Toute personne ayant suivi les récents débats sur la nature de la conscience aura été frappée par l’immense variété des explications proposées. De nombreux neuroscientifiques, spécialistes des sciences cognitives, philosophes et physiciens éminents ont proposé des « solutions » à l’énigme – toutes très différentes les unes des autres et se contredisant fréquemment.
» « Vous », vos joies et vos peines, vos souvenirs et vos ambitions, votre sens de l’identité personnelle et du libre arbitre, ne sont en fait rien de plus que le comportement d’un vaste assemblage de cellules nerveuses et de leurs molécules associées. »
Commençons par ce que l’on pourrait appeler le point de vue standard : Le cerveau est extraordinairement complexe, il contient quelque 100 milliards de neurones, chacun d’entre eux étant capable de former des connexions avec (et d’échanger des signaux avec) 10 000 autres unités neuronales. Bien que les détails soient loin d’être clairs, on présume que l’activité neuronale donne naissance à l’esprit. C’est ce que Francis Crick a appelé la fameuse « hypothèse étonnante » (dans son livre du même nom publié en 1994) : « ‘Vous, vos joies et vos peines, vos souvenirs et vos ambitions, votre sens de l’identité personnelle et du libre arbitre, n’êtes en fait rien de plus que le comportement d’une vaste assemblée de cellules nerveuses et de leurs molécules associées. »

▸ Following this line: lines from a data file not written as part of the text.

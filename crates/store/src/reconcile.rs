//! Snapshot reconciliation: merge a full listing into the current row set.

use gridwatch_core::{parse_row, Diagnostic, Row, RowId, Scope};
use metrics::{counter, gauge, histogram};
use rustc_hash::FxHashMap;
use serde::Serialize;
use tracing::{debug, warn};

/// Rows of one table in insertion order, indexed by id.
#[derive(Debug, Clone, Default)]
pub struct RowSet {
    rows: Vec<Row>,
    index: FxHashMap<RowId, usize>,
}

impl RowSet {
    pub fn from_rows(rows: Vec<Row>) -> Self {
        let index = rows.iter().enumerate().map(|(i, r)| (r.id.clone(), i)).collect();
        Self { rows, index }
    }

    pub fn rows(&self) -> &[Row] {
        &self.rows
    }

    pub fn get(&self, id: &RowId) -> Option<&Row> {
        self.index.get(id).and_then(|i| self.rows.get(*i))
    }

    pub fn len(&self) -> usize {
        self.rows.len()
    }

    pub fn is_empty(&self) -> bool {
        self.rows.is_empty()
    }

    pub fn iter(&self) -> std::slice::Iter<'_, Row> {
        self.rows.iter()
    }

    /// Copy of this set with `has_updated` cleared on `ids`.
    pub fn with_highlight_cleared(&self, ids: &[RowId]) -> RowSet {
        let mut rows = self.rows.clone();
        for id in ids {
            if let Some(i) = self.index.get(id) {
                rows[*i].has_updated = false;
            }
        }
        RowSet { rows, index: self.index.clone() }
    }
}

impl Serialize for RowSet {
    fn serialize<S: serde::Serializer>(&self, s: S) -> Result<S::Ok, S::Error> {
        self.rows.serialize(s)
    }
}

/// Outcome of merging one snapshot.
#[derive(Debug, Clone, Default)]
pub struct Reconciled {
    pub rows: RowSet,
    /// Ids first seen in this snapshot (never flagged).
    pub inserted: Vec<RowId>,
    /// Ids whose content differs from the previous snapshot.
    pub changed: Vec<RowId>,
    pub removed: Vec<RowId>,
    pub diagnostics: Vec<Diagnostic>,
}

/// Merge `incoming` (the complete listing for `scope`) into `previous`.
///
/// Surviving rows keep their position, new rows are appended in snapshot order,
/// rows missing from the snapshot are dropped. Malformed rows are skipped and
/// reported without aborting the merge.
pub fn reconcile(previous: &RowSet, scope: &Scope, incoming: &[serde_json::Value]) -> Reconciled {
    let started = std::time::Instant::now();
    let mut diagnostics = Vec::new();
    let mut fresh: FxHashMap<RowId, Row> = FxHashMap::default();
    let mut order: Vec<RowId> = Vec::with_capacity(incoming.len());

    for (i, raw) in incoming.iter().enumerate() {
        match parse_row(scope, i, raw) {
            Ok(row) => {
                let id = row.id.clone();
                if fresh.insert(id.clone(), row).is_some() {
                    debug!(id = %id, scope = %scope, "duplicate row id in snapshot; keeping last");
                } else {
                    order.push(id);
                }
            }
            Err(e) => {
                warn!(scope = %scope, error = %e, "dropping malformed row");
                counter!("rows_malformed_total").increment(1);
                diagnostics.push(Diagnostic::MalformedRow(e));
            }
        }
    }

    let mut rows = Vec::with_capacity(order.len());
    let mut changed = Vec::new();
    let mut removed = Vec::new();
    for prev in previous.rows.iter() {
        match fresh.remove(&prev.id) {
            Some(next) if next.fields != prev.fields => {
                changed.push(prev.id.clone());
                rows.push(Row { has_updated: true, ..next });
            }
            Some(_) => rows.push(prev.clone()),
            None => removed.push(prev.id.clone()),
        }
    }
    let mut inserted = Vec::new();
    for id in order {
        if let Some(row) = fresh.remove(&id) {
            inserted.push(id);
            rows.push(row);
        }
    }

    gauge!("table_rows").set(rows.len() as f64);
    histogram!("reconcile_ms").record(started.elapsed().as_secs_f64() * 1_000.0);
    Reconciled { rows: RowSet::from_rows(rows), inserted, changed, removed, diagnostics }
}
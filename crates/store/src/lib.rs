//! gridwatch store: snapshot reconciliation, highlight timers and the session loop.

#![forbid(unsafe_code)]

use std::sync::Arc;

use arc_swap::ArcSwap;
use gridwatch_core::{Scope, Snapshot};
use serde::Serialize;
use tokio::sync::{mpsc, watch};
use tokio::time::Instant;
use tracing::{debug, info};

pub mod config;
pub mod highlight;
pub mod reconcile;
pub mod state;

pub use config::SessionConfig;
pub use highlight::{HighlightScheduler, HIGHLIGHT_WINDOW};
pub use reconcile::{reconcile, Reconciled, RowSet};
pub use state::{Applied, ReconcileSummary, TableState};

/// Input to a running session, in transport arrival order.
#[derive(Debug, Clone)]
pub enum SessionCommand {
    Subscribe(Scope),
    Snapshot(Snapshot),
}

pub type SessionSender = mpsc::Sender<SessionCommand>;

/// What readers see: the active scope and its rows at some epoch.
#[derive(Debug, Clone, Default, Serialize)]
pub struct LiveTable {
    pub epoch: u64,
    pub scope: Option<Scope>,
    pub rows: Arc<RowSet>,
}

/// Handle for readers to access the current table and subscribe to swaps.
#[derive(Clone)]
pub struct SessionHandle {
    live: Arc<ArcSwap<LiveTable>>,
    epoch_rx: watch::Receiver<u64>,
}

impl SessionHandle {
    pub fn current(&self) -> Arc<LiveTable> {
        self.live.load_full()
    }

    /// Active subscription, if any.
    pub fn scope(&self) -> Option<Scope> {
        self.live.load().scope.clone()
    }

    pub fn subscribe_epoch(&self) -> watch::Receiver<u64> {
        self.epoch_rx.clone()
    }
}

fn publish(state: &TableState, live: &ArcSwap<LiveTable>, epoch_tx: &watch::Sender<u64>) {
    live.store(Arc::new(LiveTable { epoch: state.epoch(), scope: state.scope().cloned(), rows: state.rows() }));
    let _ = epoch_tx.send(state.epoch());
}

/// Spawn the session loop. Commands and timer expiry are handled one at a time
/// on a single task, so row state is never mutated concurrently.
pub fn spawn_session(cfg: SessionConfig) -> (SessionSender, SessionHandle) {
    let (tx, mut rx) = mpsc::channel::<SessionCommand>(cfg.queue_cap);
    let live = Arc::new(ArcSwap::from_pointee(LiveTable::default()));
    let (epoch_tx, epoch_rx) = watch::channel(0u64);
    let live_task = Arc::clone(&live);

    tokio::spawn(async move {
        let mut state = TableState::new(HighlightScheduler::new(cfg.highlight));
        loop {
            let deadline = state.next_deadline();
            tokio::select! {
                maybe = rx.recv() => {
                    match maybe {
                        Some(SessionCommand::Subscribe(scope)) => {
                            if state.subscribe(scope) {
                                publish(&state, &live_task, &epoch_tx);
                            }
                        }
                        Some(SessionCommand::Snapshot(snap)) => {
                            if let Applied::Reconciled(_) = state.apply_snapshot(&snap, Instant::now()) {
                                publish(&state, &live_task, &epoch_tx);
                            }
                        }
                        None => {
                            debug!("session channel closed; exiting");
                            break;
                        }
                    }
                }
                _ = tokio::time::sleep_until(deadline.unwrap_or_else(Instant::now)), if deadline.is_some() => {
                    let cleared = state.expire_highlights(Instant::now());
                    if !cleared.is_empty() {
                        debug!(cleared = cleared.len(), "highlights expired");
                        publish(&state, &live_task, &epoch_tx);
                    }
                }
            }
        }
        info!("session loop stopped");
    });

    (tx, SessionHandle { live, epoch_rx })
}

Bien d’autres choses sont sujettes à débat. Le cerveau fonctionne-t-il comme un ordinateur, en traitant l’information – et si oui, cela signifie-t-il que les machines pourraient un jour être conscientes ? Cela dépend de qui vous demandez. Dans quelle mesure la conscience est-elle répandue dans le règne animal, et quand a-t-elle évolué dans notre propre lignée ? Cela dépend de qui vous demandez.
Il n’y a même pas d’accord unanime sur le fait que le problème difficile est l’écueil que Chalmers le présente comme tel ; le spécialiste des sciences cognitives Daniel Dennett et la philosophe Patricia Churchland, par exemple, ont soutenu que le flux et le reflux neuronal à l’intérieur d’un cerveau humain sain « est » tout simplement la conscience. (Churchland propose une analogie avec la physique : Bien qu’il ait fallu des siècles pour comprendre la lumière, nous réalisons aujourd’hui que la lumière est tout simplement un champ électromagnétique oscillant). Comparez cela avec l’affirmation du philosophe Colin McGinn selon laquelle les humains pourraient ne pas avoir les moyens cognitifs de comprendre leur propre esprit ; Le puzzle de la conscience, pense-t-il, est là pour rester.

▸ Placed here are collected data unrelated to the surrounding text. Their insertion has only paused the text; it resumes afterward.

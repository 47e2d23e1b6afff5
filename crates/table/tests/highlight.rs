use std::sync::Arc;
use std::time::Duration;

use gridwatch_core::{ResourceKind, Scope, Snapshot};
use gridwatch_store::{spawn_session, SessionCommand, SessionConfig, SessionHandle};
use gridwatch_table::{FilterState, TableModel};
use serde_json::{json, Value};
use tokio::sync::watch;

fn scope() -> Scope {
    Scope::new("c", "k", Some("default"), ResourceKind::Pods)
}

fn snap(rows: Vec<Value>) -> SessionCommand {
    SessionCommand::Snapshot(Snapshot { scope: scope(), rows })
}

async fn settle(epoch_rx: &mut watch::Receiver<u64>, target: u64) {
    while *epoch_rx.borrow_and_update() < target {
        epoch_rx.changed().await.expect("session alive");
    }
}

fn flag(h: &SessionHandle, name: &str) -> Option<bool> {
    h.current().rows.rows().iter().find(|r| r.name == name).map(|r| r.has_updated)
}

#[tokio::test(start_paused = true)]
async fn highlight_expires_while_row_is_filtered_out() {
    let (tx, handle) = spawn_session(SessionConfig::default());
    let mut epoch_rx = handle.subscribe_epoch();
    tx.send(SessionCommand::Subscribe(scope())).await.unwrap();
    tx.send(snap(vec![json!({"name": "web", "ready": "1/3"}), json!({"name": "db", "ready": "1/1"})])).await.unwrap();
    tx.send(snap(vec![json!({"name": "web", "ready": "2/3"}), json!({"name": "db", "ready": "1/1"})])).await.unwrap();
    settle(&mut epoch_rx, 3).await;
    assert_eq!(flag(&handle, "web"), Some(true));

    let mut model = TableModel::for_kind(ResourceKind::Pods);
    let only_db = Arc::new(FilterState::default().with_column_filter("name", ["db"]));
    let view = model.view(&handle.current().rows, &only_db);
    let visible: Vec<&str> = view.rows.iter().map(|r| r.name.as_str()).collect();
    assert_eq!(visible, vec!["db"]);

    tokio::time::sleep(Duration::from_millis(2000)).await;
    settle(&mut epoch_rx, 4).await;
    assert_eq!(flag(&handle, "web"), Some(false));

    let everything = Arc::new(FilterState::default());
    let view = model.view(&handle.current().rows, &everything);
    let web = view.rows.iter().find(|r| r.name == "web").expect("web visible again");
    assert!(!web.has_updated);
}
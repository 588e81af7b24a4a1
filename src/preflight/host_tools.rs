//! Emulator binary and init binary checks.

use std::os::unix::fs::PermissionsExt;
use std::path::Path;

use crate::emulator::EmulatorBinaries;
use crate::process::Cmd;

use super::types::CheckResult;

pub const CHECK_INIT: &str = "init binary";

/// Check every emulator binary exists. The emulator itself reports its version.
pub fn check_emulators(emulators: &EmulatorBinaries) -> Vec<CheckResult> {
    let mut results = Vec::new();
    let sources = emulators.sources();

    for (i, src) in sources.iter().enumerate() {
        let name = src.display().to_string();
        if !src.is_file() {
            results.push(CheckResult::fail(
                &name,
                "Not found. Install the qemu-linux-user package",
            ));
            continue;
        }

        // last entry is the plain emulator
        if i + 1 == sources.len() {
            match emulator_version(src) {
                Some(version) => results.push(CheckResult::pass_with(&name, &version)),
                None => results.push(CheckResult::pass(&name)),
            }
        } else {
            results.push(CheckResult::pass(&name));
        }
    }

    results
}

fn emulator_version(emulator: &Path) -> Option<String> {
    let result = Cmd::new(emulator).arg("--version").allow_fail().run().ok()?;
    if !result.success() {
        return None;
    }
    result
        .stdout_trimmed()
        .lines()
        .next()
        .map(|line| line.trim().to_string())
        .filter(|line| !line.is_empty())
}

/// Check the init binary is a regular file.
pub fn check_init_binary(init: &Path) -> CheckResult {
    match std::fs::metadata(init) {
        Ok(meta) if meta.is_file() => {
            if meta.permissions().mode() & 0o111 == 0 {
                CheckResult::warn(CHECK_INIT, "not executable (will be made executable when staged)")
            } else {
                CheckResult::pass_with(CHECK_INIT, &init.display().to_string())
            }
        }
        Ok(_) => CheckResult::fail(CHECK_INIT, &format!("{} is not a file", init.display())),
        Err(_) => CheckResult::fail(CHECK_INIT, &format!("{} not found", init.display())),
    }
}
//! Host environment detection.

use std::path::{Path, PathBuf};

/// Answers questions about the environment the task runs in.
///
/// binfmt registration is global to the host kernel, so the task refuses to
/// run where it cannot be set up reliably.
pub trait EnvironmentProbe {
    /// True when running inside a privileged container.
    fn is_privileged_container(&self) -> bool;
}

/// Probe backed by the real filesystem.
#[derive(Debug, Clone)]
pub struct HostProbe {
    marker: PathBuf,
}

impl HostProbe {
    pub fn new(marker: impl Into<PathBuf>) -> Self {
        Self {
            marker: marker.into(),
        }
    }

    pub fn marker(&self) -> &Path {
        &self.marker
    }
}

impl EnvironmentProbe for HostProbe {
    fn is_privileged_container(&self) -> bool {
        self.marker.is_file()
    }
}

/// Probe with a fixed answer.
#[derive(Debug, Clone, Copy, Default)]
pub struct StaticProbe {
    pub privileged_container: bool,
}

impl EnvironmentProbe for StaticProbe {
    fn is_privileged_container(&self) -> bool {
        self.privileged_container
    }
}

REVUE DE LIVRES – « Le sentiment de la vie elle-même », par Christof Koch (MIT Press, 280 pages).
OK, plongeons dans l’ouvrage. Christof Koch est l’un des principaux penseurs actuels sur le problème de la conscience. Il a été un collaborateur de longue date de Francis Crick, a enseigné pendant de nombreuses années à l’Institut de technologie de Californie et est maintenant président et scientifique en chef de l’Institut Allen pour les sciences du cerveau à Seattle. Dans son nouveau livre, « The Feeling of Life Itself », Koch défend la théorie de l’information intégrée, ou IIT, développée par Giulio Tononi, un neuroscientifique de l’université du Wisconsin-Madison. La TII ne se demande pas comment la matière peut donner naissance à la conscience. Elle prend plutôt pour acquis certains attributs de la conscience et s’interroge sur les types de systèmes physiques qui seraient nécessaires pour les soutenir. Et c’est quantitatif : La théorie prétend mesurer la quantité de conscience dans un système physique (désignée par la lettre grecque phi, Φ) en reliant des états physiques spécifiques à des expériences conscientes spécifiques.

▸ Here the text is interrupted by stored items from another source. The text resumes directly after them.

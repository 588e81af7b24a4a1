//! Shared test utilities for crossprepare tests.
#![allow(dead_code)]

use std::cell::RefCell;
use std::fs;
use std::os::unix::fs::PermissionsExt;
use std::path::{Path, PathBuf};
use tempfile::TempDir;

use crossprepare::{Config, HelpDisplay, InitRunner, TaskArguments, WORKSPACE_PREFIX};

/// Emulator files installed for `x86_64`, in install order.
pub const X86_64_EMULATORS: [&str; 3] = ["qemu-binfmt", "qemu-x86_64-binfmt", "qemu-x86_64"];

/// Test environment with a fake host and a target directory.
pub struct TestEnv {
    /// Temporary directory (kept alive for lifetime of TestEnv)
    pub _temp_dir: TempDir,
    /// Stand-in for /usr/bin holding the QEMU helpers
    pub host_bin: PathBuf,
    /// Parent of the init workspaces
    pub tmp: PathBuf,
    /// --target-dir
    pub target_dir: PathBuf,
    /// Privileged container marker (absent unless created)
    pub marker: PathBuf,
    /// --init
    pub init: PathBuf,
    /// File the init script appends to when run
    pub init_log: PathBuf,
}

impl TestEnv {
    pub fn new() -> Self {
        let temp_dir = TempDir::new().expect("Failed to create temp dir");
        let base = temp_dir.path();

        let host_bin = base.join("host/usr/bin");
        let tmp = base.join("tmp");
        let target_dir = base.join("data/target_dir");
        fs::create_dir_all(&host_bin).expect("Failed to create host bin dir");
        fs::create_dir_all(&tmp).expect("Failed to create tmp dir");

        Self {
            marker: base.join("host/.dockerenv.privileged"),
            init: base.join("qemu/binfmt/init"),
            init_log: base.join("init.log"),
            _temp_dir: temp_dir,
            host_bin,
            tmp,
            target_dir,
        }
    }

    pub fn config(&self) -> Config {
        Config::default()
            .with_host_bin_dir(&self.host_bin)
            .with_privileged_marker(&self.marker)
            .with_workspace_parent(&self.tmp)
    }

    /// Arguments for the `x86_64` scenario.
    pub fn args(&self) -> TaskArguments {
        TaskArguments {
            init_binary: Some(self.init.clone()),
            target_arch: Some("x86_64".to_string()),
            target_dir: Some(self.target_dir.clone()),
            allow_existing_root: false,
            show_help: false,
        }
    }

    /// Install fake QEMU helpers whose content is their own name.
    pub fn install_host_emulators(&self, names: &[&str]) {
        for name in names {
            create_mock_binary(&self.host_bin.join(name), &format!("#!/bin/sh\n# {}\n", name));
        }
    }

    /// Write an init script that logs `$0` and its argument count. Mode 0644 on purpose.
    pub fn write_init_script(&self, exit_code: i32) {
        let script = format!(
            "#!/bin/sh\necho \"$0 $#\" >> '{}'\nexit {}\n",
            self.init_log.display(),
            exit_code
        );
        fs::create_dir_all(self.init.parent().unwrap()).unwrap();
        fs::write(&self.init, script).expect("Failed to write init script");
        fs::set_permissions(&self.init, fs::Permissions::from_mode(0o644)).unwrap();
    }

    pub fn image_root(&self) -> PathBuf {
        self.target_dir.join("build/image-root")
    }

    /// Init workspaces still present under the tmp dir.
    pub fn leftover_workspaces(&self) -> Vec<PathBuf> {
        fs::read_dir(&self.tmp)
            .expect("Failed to read tmp dir")
            .filter_map(|e| e.ok())
            .map(|e| e.path())
            .filter(|p| {
                p.file_name()
                    .map(|n| n.to_string_lossy().starts_with(WORKSPACE_PREFIX))
                    .unwrap_or(false)
            })
            .collect()
    }

    /// Lines the init script logged, one per run.
    pub fn init_runs(&self) -> Vec<String> {
        fs::read_to_string(&self.init_log)
            .map(|s| s.lines().map(str::to_string).collect())
            .unwrap_or_default()
    }
}

/// Create a mock executable file.
pub fn create_mock_binary(path: &Path, content: &str) {
    if let Some(parent) = path.parent() {
        fs::create_dir_all(parent).expect("Failed to create parent dir for binary");
    }
    fs::write(path, content).expect("Failed to create mock binary");

    let mut perms = fs::metadata(path).expect("Failed to get metadata").permissions();
    perms.set_mode(0o755);
    fs::set_permissions(path, perms).expect("Failed to set permissions");
}

/// Runner that records calls and what the staged binary looked like at run time.
#[derive(Default)]
pub struct RecordingRunner {
    pub calls: RefCell<Vec<StagedInit>>,
    pub fail: bool,
}

#[derive(Debug, Clone)]
pub struct StagedInit {
    pub path: PathBuf,
    pub existed: bool,
    pub mode: u32,
}

impl RecordingRunner {
    pub fn failing() -> Self {
        Self {
            fail: true,
            ..Self::default()
        }
    }
}

impl InitRunner for RecordingRunner {
    fn run_init(&self, program: &Path) -> crossprepare::Result<()> {
        let meta = fs::metadata(program).ok();
        self.calls.borrow_mut().push(StagedInit {
            path: program.to_path_buf(),
            existed: meta.is_some(),
            mode: meta.map(|m| m.permissions().mode() & 0o777).unwrap_or(0),
        });
        if self.fail {
            return Err(crossprepare::TaskError::CommandFailed {
                message: format!("Init binary {} failed", program.display()),
                code: 1,
            });
        }
        Ok(())
    }
}

/// Help display that counts how often it was asked.
#[derive(Default)]
pub struct CountingHelp {
    pub topics: RefCell<Vec<String>>,
}

impl HelpDisplay for CountingHelp {
    fn show(&self, topic: &str) {
        self.topics.borrow_mut().push(topic.to_string());
    }
}

/// Assert that a file exists with the given content.
pub fn assert_file_content(path: &Path, expected: &str) {
    let content = fs::read_to_string(path)
        .unwrap_or_else(|e| panic!("Failed to read file {}: {}", path.display(), e));
    assert_eq!(content, expected, "Unexpected content in {}", path.display());
}

/// Assert that a directory exists.
pub fn assert_dir_exists(path: &Path) {
    assert!(
        path.is_dir(),
        "Expected directory to exist: {}",
        path.display()
    );
}

/// Assert that a directory exists and is empty.
pub fn assert_dir_empty(path: &Path) {
    assert_dir_exists(path);
    let count = fs::read_dir(path).expect("Failed to read dir").count();
    assert_eq!(count, 0, "Expected {} to be empty", path.display());
}
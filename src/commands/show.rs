//! Show command - displays information.

use anyhow::Result;

use crossprepare::Config;

/// Show target for the show command.
pub enum ShowTarget {
    /// Show configuration
    Config,
}

/// Execute the show command.
pub fn cmd_show(target: ShowTarget, config: &Config) -> Result<()> {
    match target {
        ShowTarget::Config => config.print(),
    }
    Ok(())
}
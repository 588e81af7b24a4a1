//! QEMU user-mode emulator binaries on the host.
//!
//! Three files are installed into the emulated root, always in this order:
//! 1. `qemu-binfmt` - generic binfmt registration helper
//! 2. `qemu-{arch}-binfmt` - architecture specific registration helper
//! 3. `qemu-{arch}` - the user-mode emulator itself

use std::fmt;
use std::fs;
use std::path::{Path, PathBuf};

use crate::error::{IoContext, Result, TaskError};

/// Validated architecture identifier such as `x86_64` or `aarch64`.
#[derive(Debug, Clone, PartialEq, Eq)]
pub struct TargetArch(String);

impl TargetArch {
    /// The name ends up in host paths, so only `[A-Za-z0-9_-]` is accepted.
    pub fn parse(arch: &str) -> Result<Self> {
        let arch = arch.trim();
        if arch.is_empty() {
            return Err(TaskError::InvalidArguments(
                "target architecture must not be empty".to_string(),
            ));
        }
        if let Some(bad) = arch
            .chars()
            .find(|c| !(c.is_ascii_alphanumeric() || *c == '_' || *c == '-'))
        {
            return Err(TaskError::InvalidArguments(format!(
                "invalid character '{}' in target architecture '{}'",
                bad, arch
            )));
        }
        Ok(Self(arch.to_string()))
    }

    pub fn as_str(&self) -> &str {
        &self.0
    }
}

impl fmt::Display for TargetArch {
    fn fmt(&self, f: &mut fmt::Formatter<'_>) -> fmt::Result {
        f.write_str(&self.0)
    }
}

/// The host-side emulator files for one architecture.
#[derive(Debug, Clone, PartialEq, Eq)]
pub struct EmulatorBinaries {
    sources: [PathBuf; 3],
}

impl EmulatorBinaries {
    pub fn for_arch(host_bin_dir: &Path, arch: &TargetArch) -> Self {
        Self {
            sources: [
                host_bin_dir.join("qemu-binfmt"),
                host_bin_dir.join(format!("qemu-{}-binfmt", arch)),
                host_bin_dir.join(format!("qemu-{}", arch)),
            ],
        }
    }

    /// Source paths in install order.
    pub fn sources(&self) -> &[PathBuf] {
        &self.sources
    }

    /// Sources that are not regular files on the host.
    pub fn missing(&self) -> Vec<&Path> {
        self.sources
            .iter()
            .filter(|p| !p.is_file())
            .map(PathBuf::as_path)
            .collect()
    }

    /// Fail unless every source exists. Partial presence counts as missing.
    pub fn ensure_present(&self) -> Result<()> {
        let missing = self.missing();
        match missing.as_slice() {
            [] => Ok(()),
            [only] => Err(TaskError::missing_file(*only, "QEMU emulator binary not found")),
            [first, rest @ ..] => {
                let others: Vec<String> = rest.iter().map(|p| p.display().to_string()).collect();
                Err(TaskError::missing_file(
                    *first,
                    format!(
                        "QEMU emulator binaries not found (also missing: {})",
                        others.join(", ")
                    ),
                ))
            }
        }
    }

    /// Copy every source into `bin_dir`, in order. Existing files are overwritten.
    pub fn install_into(&self, bin_dir: &Path) -> Result<Vec<PathBuf>> {
        let mut installed = Vec::with_capacity(self.sources.len());
        for src in &self.sources {
            let dst = copy_into(src, bin_dir)?;
            tracing::debug!("Installed {} -> {}", src.display(), dst.display());
            installed.push(dst);
        }
        Ok(installed)
    }
}

/// Copy `src` into directory `dir`, keeping the file name and permission bits.
pub(crate) fn copy_into(src: &Path, dir: &Path) -> Result<PathBuf> {
    let name = src
        .file_name()
        .ok_or_else(|| TaskError::missing_file(src, "Path has no file name"))?;
    let dst = dir.join(name);
    fs::copy(src, &dst)
        .io_context(|| format!("Failed to copy {} to {}", src.display(), dst.display()))?;
    Ok(dst)
}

Il y a un certain degré de soutien expérimental pour cela : Tononi a conçu une sorte de « compteur de conscience » qui tente de mesurer Φ chez les humains. (Ou bien est-ce le cas ? Koch avoue qu’il mesure en fait quelque chose appelé « indice de complexité perturbatrice », qui est lié aux électroencéphalogrammes traditionnels, qui suivent l’activité électrique dans le cerveau – qui, selon Koch, est corrélée à Φ). L’appareil donne une lecture basse pour ceux qui sont dans un sommeil profond, ou sous anesthésie, et une valeur plus élevée pour ceux qui sont bien éveillés.
Des versions plus sophistiquées de cet appareil peuvent être d’une grande valeur, suggère Koch (pour traiter les patients avec divers types de lésions cérébrales, par exemple), en distinguant ceux qui sont dans des états minimalement conscients de ceux qui sont dans ce qu’on appelle des états végétatifs, ou dans un coma.
Bien que cela soit louable, il n’est pas immédiatement clair que cela aborde le problème difficile. Comme Koch le sait bien, un critique demanderait naturellement pourquoi cette » information intégrée » devrait ressentir quelque chose ; ne pourrait-on pas avoir le même flux d’information mais sans conscience ? Sa réponse est que les axiomes au cœur de l’IIT « délimitent entièrement toute expérience » de sorte que rien n’est laissé de côté ; tout système qui obéit aux axiomes de l’IIT, dit-il, doit être conscient. Je n’ai pas trouvé cela entièrement convaincant, et je soupçonne que Chalmers ne le ferait pas non plus. Mais au moins, il tente d’étudier la conscience de manière quantitative, ce qui est un début.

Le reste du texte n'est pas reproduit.